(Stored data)
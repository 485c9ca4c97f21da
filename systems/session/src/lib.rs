#![deny(
    unsafe_code,
    missing_docs,
    dead_code,
    unused_results,
    non_snake_case,
    unreachable_pub
)]

//! Match orchestration: arena generation, the round loop, and terminal
//! evaluation.
//!
//! A [`Session`] owns the world, both agents, the round clock, and the only
//! random number generator in the match. Identical configurations and seeds
//! reproduce identical matches, including every agent decision routed
//! through the toolkit.

use rand::{Rng, SeedableRng};
use rand_chacha::ChaCha8Rng;
use thiserror::Error;

use storm_arena_core::{
    Command, ConfigError, EntityId, EntityKind, Event, GridPos, MatchConfig, RoundClock,
};
use storm_arena_pathfinding::{is_reachable, WalkabilityGrid};
use storm_arena_toolkit::{Agent, ArenaSnapshot, Toolkit};
use storm_arena_world::{apply, query, World};

/// Full map regenerations attempted before giving up on a configuration.
const SETUP_ATTEMPTS: u32 = 64;

/// Player placements attempted per generated map.
const PLACEMENT_ATTEMPTS: u32 = 4096;

/// Lifecycle of a match.
#[derive(Clone, Copy, Debug, PartialEq, Eq)]
pub enum Phase {
    /// Rounds are still being played.
    Playing,
    /// The match has ended with the recorded outcome.
    GameOver(MatchOutcome),
}

/// Terminal result of a match.
#[derive(Clone, Copy, Debug, PartialEq, Eq)]
pub enum MatchOutcome {
    /// Exactly one player remained in active play.
    Victory {
        /// Identifier of the surviving player.
        winner: EntityId,
    },
    /// Both players fell in the same round, or the round limit expired.
    Draw,
}

/// Reasons a session cannot be constructed.
#[derive(Debug, Error)]
pub enum SetupError {
    /// The match configuration failed validation.
    #[error(transparent)]
    Config(#[from] ConfigError),
    /// No generated map admitted a mutually reachable player placement.
    #[error("arena generation exhausted after {0} attempts")]
    Exhausted(u32),
}

/// A two-player match from setup through game over.
pub struct Session {
    config: MatchConfig,
    world: World,
    clock: RoundClock,
    rng: ChaCha8Rng,
    agents: [Box<dyn Agent>; 2],
    players: [EntityId; 2],
    phase: Phase,
}

impl Session {
    /// Validates the configuration and generates an arena.
    ///
    /// Generation mirrors walls and health packs across the vertical axis,
    /// keeps a clearing at the grid center free of walls, and places the
    /// players symmetrically on cells with a path between them. Maps that
    /// admit no such placement are regenerated, up to a fixed attempt cap.
    pub fn new(
        config: MatchConfig,
        agents: [Box<dyn Agent>; 2],
        seed: u64,
    ) -> Result<Self, SetupError> {
        config.validate()?;
        let mut rng = ChaCha8Rng::seed_from_u64(seed);
        for attempt in 0..SETUP_ATTEMPTS {
            let Some((world, players)) = generate(&config, &mut rng) else {
                log::debug!("arena attempt {attempt} admitted no player placement");
                continue;
            };
            log::info!(
                "arena ready after {} attempt(s): {}x{}, {} vs {}",
                attempt + 1,
                config.width,
                config.height,
                agents[0].name(),
                agents[1].name(),
            );
            return Ok(Self {
                clock: RoundClock::new(config.max_rounds, config.storm_interval),
                config,
                world,
                rng,
                agents,
                players,
                phase: Phase::Playing,
            });
        }
        Err(SetupError::Exhausted(SETUP_ATTEMPTS))
    }

    /// Configuration the session was built from.
    #[must_use]
    pub fn config(&self) -> &MatchConfig {
        &self.config
    }

    /// Read-only access to the world, for reporting and tests.
    #[must_use]
    pub fn world(&self) -> &World {
        &self.world
    }

    /// Identifiers of both players, in slot order.
    #[must_use]
    pub fn players(&self) -> [EntityId; 2] {
        self.players
    }

    /// Current lifecycle phase.
    #[must_use]
    pub fn phase(&self) -> Phase {
        self.phase
    }

    /// Terminal outcome, once the match is over.
    #[must_use]
    pub fn outcome(&self) -> Option<MatchOutcome> {
        match self.phase {
            Phase::GameOver(outcome) => Some(outcome),
            Phase::Playing => None,
        }
    }

    /// Number of completed rounds.
    #[must_use]
    pub fn round(&self) -> u32 {
        self.clock.round()
    }

    /// Display name of the agent controlling the identified player.
    #[must_use]
    pub fn agent_name(&self, player: EntityId) -> Option<&str> {
        self.players
            .iter()
            .position(|candidate| *candidate == player)
            .map(|slot| self.agents[slot].name())
    }

    /// Plays one round: both agents act in slot order against a snapshot
    /// taken when their turn comes, the world ticks over the roster captured
    /// before anyone acted, and the storm advances when due.
    ///
    /// Returns the events of the round. Once the match is over this is a
    /// no-op returning no events.
    pub fn play_round(&mut self) -> Vec<Event> {
        let mut events = Vec::new();
        if matches!(self.phase, Phase::GameOver(_)) {
            return events;
        }
        let roster = query::live_roster(&self.world);
        for slot in 0..2 {
            let player = self.players[slot];
            if !query::is_active(&self.world, player) {
                continue;
            }
            let opponent = self.players[1 - slot];
            let Some(snapshot) =
                ArenaSnapshot::capture(&self.world, player, opponent, self.clock)
            else {
                continue;
            };
            let agent = &mut self.agents[slot];
            let mut toolkit = Toolkit::new(&snapshot, &mut self.rng);
            let action = agent.next_action(&snapshot, &mut toolkit);
            log::info!(
                "round {}: {} chose {:?}",
                self.clock.round() + 1,
                agent.name(),
                action,
            );
            apply(
                &mut self.world,
                Command::Perform { player, action },
                &mut events,
            );
        }
        apply(&mut self.world, Command::Tick { roster }, &mut events);
        self.clock.advance();
        if self.clock.storm_due() {
            apply(&mut self.world, Command::AdvanceStorm, &mut events);
        }
        for event in &events {
            log::debug!("round {}: {:?}", self.clock.round(), event);
        }
        self.evaluate();
        events
    }

    /// Plays rounds until the match ends, returning the outcome.
    pub fn run(&mut self) -> MatchOutcome {
        loop {
            if let Phase::GameOver(outcome) = self.phase {
                return outcome;
            }
            let _ = self.play_round();
        }
    }

    fn evaluate(&mut self) {
        let first = query::is_active(&self.world, self.players[0]);
        let second = query::is_active(&self.world, self.players[1]);
        let outcome = match (first, second) {
            (false, false) => Some(MatchOutcome::Draw),
            (true, false) => Some(MatchOutcome::Victory {
                winner: self.players[0],
            }),
            (false, true) => Some(MatchOutcome::Victory {
                winner: self.players[1],
            }),
            (true, true) if self.clock.expired() => Some(MatchOutcome::Draw),
            (true, true) => None,
        };
        if let Some(outcome) = outcome {
            match outcome {
                MatchOutcome::Victory { winner } => log::info!(
                    "match over after {} round(s): {} wins",
                    self.clock.round(),
                    self.agent_name(winner).unwrap_or("unknown"),
                ),
                MatchOutcome::Draw => {
                    log::info!("match over after {} round(s): draw", self.clock.round());
                }
            }
            self.phase = Phase::GameOver(outcome);
        }
    }
}

fn generate(config: &MatchConfig, rng: &mut ChaCha8Rng) -> Option<(World, [EntityId; 2])> {
    let mut world = World::new(config);
    let mut events = Vec::new();
    let half = config.width / 2;

    for y in 0..config.height {
        for x in 0..half {
            let position = GridPos::new(x, y);
            let mirrored = GridPos::new(config.width - 1 - x, y);
            if in_center_clearing(config, position) || in_center_clearing(config, mirrored) {
                continue;
            }
            if rng.gen_bool(config.wall_density) {
                apply(&mut world, Command::SpawnWall { position }, &mut events);
                apply(
                    &mut world,
                    Command::SpawnWall { position: mirrored },
                    &mut events,
                );
            }
        }
    }

    for y in 0..config.height {
        for x in 0..half {
            if rng.gen_bool(config.health_pack_density) {
                let position = GridPos::new(x, y);
                let mirrored = GridPos::new(config.width - 1 - x, y);
                apply(&mut world, Command::SpawnHealthPack { position }, &mut events);
                apply(
                    &mut world,
                    Command::SpawnHealthPack { position: mirrored },
                    &mut events,
                );
            }
        }
    }

    // Find a symmetric pair of empty cells, then check reachability once.
    // An unreachable pair discards the whole map rather than rerolling the
    // placement, so player starts stay uniform over the map's open cells.
    let placement = (0..PLACEMENT_ATTEMPTS).find_map(|_| {
        let x = rng.gen_range(0..half);
        let y = rng.gen_range(0..config.height);
        let position = GridPos::new(x, y);
        let mirrored = GridPos::new(config.width - 1 - x, y);
        (query::placement_allowed(&world, EntityKind::Player, position)
            && query::placement_allowed(&world, EntityKind::Player, mirrored))
        .then_some((position, mirrored))
    });
    let (position, mirrored) = placement?;
    let grid = WalkabilityGrid::from_fn(config.width, config.height, |cell| {
        query::is_walkable(&world, cell)
    });
    if !is_reachable(&grid, position, mirrored) {
        return None;
    }
    let mut spawned = Vec::new();
    apply(&mut world, Command::SpawnPlayer { position }, &mut spawned);
    apply(
        &mut world,
        Command::SpawnPlayer {
            position: mirrored,
        },
        &mut spawned,
    );
    let players: Vec<EntityId> = spawned
        .iter()
        .filter_map(|event| match event {
            Event::PlayerSpawned { player, .. } => Some(*player),
            _ => None,
        })
        .collect();
    match players[..] {
        [first, second] => Some((world, [first, second])),
        _ => None,
    }
}

/// Wall-free 5x5 block kept around the grid center so storms and players
/// always have somewhere to stand late in the match.
fn in_center_clearing(config: &MatchConfig, position: GridPos) -> bool {
    (position.x() - config.width / 2).abs() <= 2 && (position.y() - config.height / 2).abs() <= 2
}

#[cfg(test)]
mod tests {
    use super::*;
    use storm_arena_agents::{IdleAgent, RandomAgent};

    fn small_config() -> MatchConfig {
        MatchConfig {
            width: 8,
            height: 8,
            wall_density: 0.2,
            health_pack_density: 0.05,
            ..MatchConfig::default()
        }
    }

    fn kind_grid(world: &World) -> Vec<EntityKind> {
        let mut kinds = Vec::new();
        for y in 0..query::height(world) {
            for x in 0..query::width(world) {
                kinds.push(query::entity_kind_at(world, GridPos::new(x, y)));
            }
        }
        kinds
    }

    #[test]
    fn setup_places_two_mutually_reachable_players() {
        let session = Session::new(
            small_config(),
            [Box::new(IdleAgent), Box::new(IdleAgent)],
            11,
        )
        .expect("setup succeeds");
        let [first, second] = session.players();
        let world = session.world();
        let first_view = query::player(world, first).expect("first player");
        let second_view = query::player(world, second).expect("second player");
        assert_eq!(first_view.position.y(), second_view.position.y());
        assert_eq!(
            second_view.position.x(),
            8 - 1 - first_view.position.x()
        );
        let grid = WalkabilityGrid::from_fn(8, 8, |cell| query::is_walkable(world, cell));
        assert!(is_reachable(&grid, first_view.position, second_view.position));
    }

    #[test]
    fn generation_mirrors_walls_across_the_vertical_axis() {
        let session = Session::new(
            small_config(),
            [Box::new(IdleAgent), Box::new(IdleAgent)],
            11,
        )
        .expect("setup succeeds");
        let world = session.world();
        for y in 0..8 {
            for x in 0..4 {
                let kind = query::entity_kind_at(world, GridPos::new(x, y));
                if kind == EntityKind::Wall {
                    assert_eq!(
                        query::entity_kind_at(world, GridPos::new(7 - x, y)),
                        EntityKind::Wall
                    );
                }
            }
        }
    }

    #[test]
    fn invalid_config_is_rejected_before_generation() {
        let config = MatchConfig {
            width: 4,
            ..MatchConfig::default()
        };
        let result = Session::new(config, [Box::new(IdleAgent), Box::new(IdleAgent)], 1);
        assert!(matches!(result, Err(SetupError::Config(_))));
    }

    #[test]
    fn identical_seeds_reproduce_identical_matches() {
        let mut left = Session::new(
            small_config(),
            [Box::new(RandomAgent), Box::new(RandomAgent)],
            99,
        )
        .expect("setup succeeds");
        let mut right = Session::new(
            small_config(),
            [Box::new(RandomAgent), Box::new(RandomAgent)],
            99,
        )
        .expect("setup succeeds");

        assert_eq!(kind_grid(left.world()), kind_grid(right.world()));
        for _ in 0..30 {
            let _ = left.play_round();
            let _ = right.play_round();
            assert_eq!(kind_grid(left.world()), kind_grid(right.world()));
            assert_eq!(left.phase(), right.phase());
        }
    }

    #[test]
    fn different_seeds_diverge() {
        let reference = Session::new(
            small_config(),
            [Box::new(IdleAgent), Box::new(IdleAgent)],
            1,
        )
        .expect("setup succeeds");
        let diverged = (2..10).any(|seed| {
            let other = Session::new(
                small_config(),
                [Box::new(IdleAgent), Box::new(IdleAgent)],
                seed,
            )
            .expect("setup succeeds");
            kind_grid(other.world()) != kind_grid(reference.world())
        });
        assert!(diverged);
    }

    #[test]
    fn idle_match_on_a_short_clock_is_a_draw() {
        let config = MatchConfig {
            max_rounds: 5,
            wall_density: 0.0,
            health_pack_density: 0.0,
            width: 8,
            height: 8,
            ..MatchConfig::default()
        };
        let mut session = Session::new(config, [Box::new(IdleAgent), Box::new(IdleAgent)], 3)
            .expect("setup succeeds");
        assert_eq!(session.run(), MatchOutcome::Draw);
        assert_eq!(session.round(), 5);
        assert!(session.play_round().is_empty());
    }
}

DESCRIPTION OF THE TASK
Up to and including the line with "use rand_chacha::ChaCha8Rng;", print every line of the records from the start.

SOLUTION FOR THIS EXERCISE
repository 485c9ca4c97f21da
filename systems/session/src/lib.rs
#![deny(
    unsafe_code,
    missing_docs,
    dead_code,
    unused_results,
    non_snake_case,
    unreachable_pub
)]

//! Match orchestration: arena generation, the round loop, and terminal
//! evaluation.
//!
//! A [`Session`] owns the world, both agents, the round clock, and the only
//! random number generator in the match. Identical configurations and seeds
//! reproduce identical matches, including every agent decision routed
//! through the toolkit.

use rand::{Rng, SeedableRng};
use rand_chacha::ChaCha8Rng;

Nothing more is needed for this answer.